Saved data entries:
>>>>
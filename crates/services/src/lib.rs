#![forbid(unsafe_code)]

pub mod content;
pub mod error;
pub mod sessions;
pub mod settings_service;
pub mod telemetry;

pub use exam_core::Clock;

pub use content::{InMemoryQuestionBank, QuestionRepository};
pub use error::{ContentError, SessionError, SettingsServiceError};
pub use sessions::{
    AnswerOutcome, Assembly, Deficiency, ExamSessionService, SessionAssembler, StartedSession,
};
pub use settings_service::{ExamSettingsService, SETTINGS_KEY};
pub use telemetry::{METRICS_KEY, MetricsBuffer, OperationSummary, StorageTelemetry};
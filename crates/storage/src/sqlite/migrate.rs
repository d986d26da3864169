use chrono::Utc;
use sqlx::SqlitePool;

use super::SqliteInitError;

/// Runs schema migrations in order, recording each applied version.
pub async fn run_migrations(pool: &SqlitePool) -> Result<(), SqliteInitError> {
    async fn is_applied(pool: &SqlitePool, version: i64) -> Result<bool, sqlx::Error> {
        let row = sqlx::query("SELECT 1 FROM schema_migrations WHERE version = ?1")
            .bind(version)
            .fetch_optional(pool)
            .await?;
        Ok(row.is_some())
    }

    sqlx::query(
        r"
            CREATE TABLE IF NOT EXISTS schema_migrations (
                version INTEGER PRIMARY KEY,
                applied_at TEXT NOT NULL
            );
            ",
    )
    .execute(pool)
    .await?;

    // Version 1: key/value entries with precomputed byte size.
    if !is_applied(pool, 1).await? {
        let mut tx = pool.begin().await?;

        sqlx::query(
            r"
                CREATE TABLE IF NOT EXISTS kv_entries (
                    key TEXT PRIMARY KEY,
                    value TEXT NOT NULL,
                    size_bytes INTEGER NOT NULL CHECK (size_bytes >= 0),
                    updated_at TEXT NOT NULL
                );
            ",
        )
        .execute(&mut *tx)
        .await?;

        sqlx::query("INSERT INTO schema_migrations (version, applied_at) VALUES (?1, ?2)")
            .bind(1_i64)
            .bind(Utc::now())
            .execute(&mut *tx)
            .await?;

        tx.commit().await?;
    }

    Ok(())
}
<<<<
| WHAT YOU NEED TO DO |
Please return every line of the records above that contains the word "async".

| OUTPUT FOR THIS TASK |
pub async fn run_migrations(pool: &SqlitePool) -> Result<(), SqliteInitError> {
    async fn is_applied(pool: &SqlitePool, version: i64) -> Result<bool, sqlx::Error> {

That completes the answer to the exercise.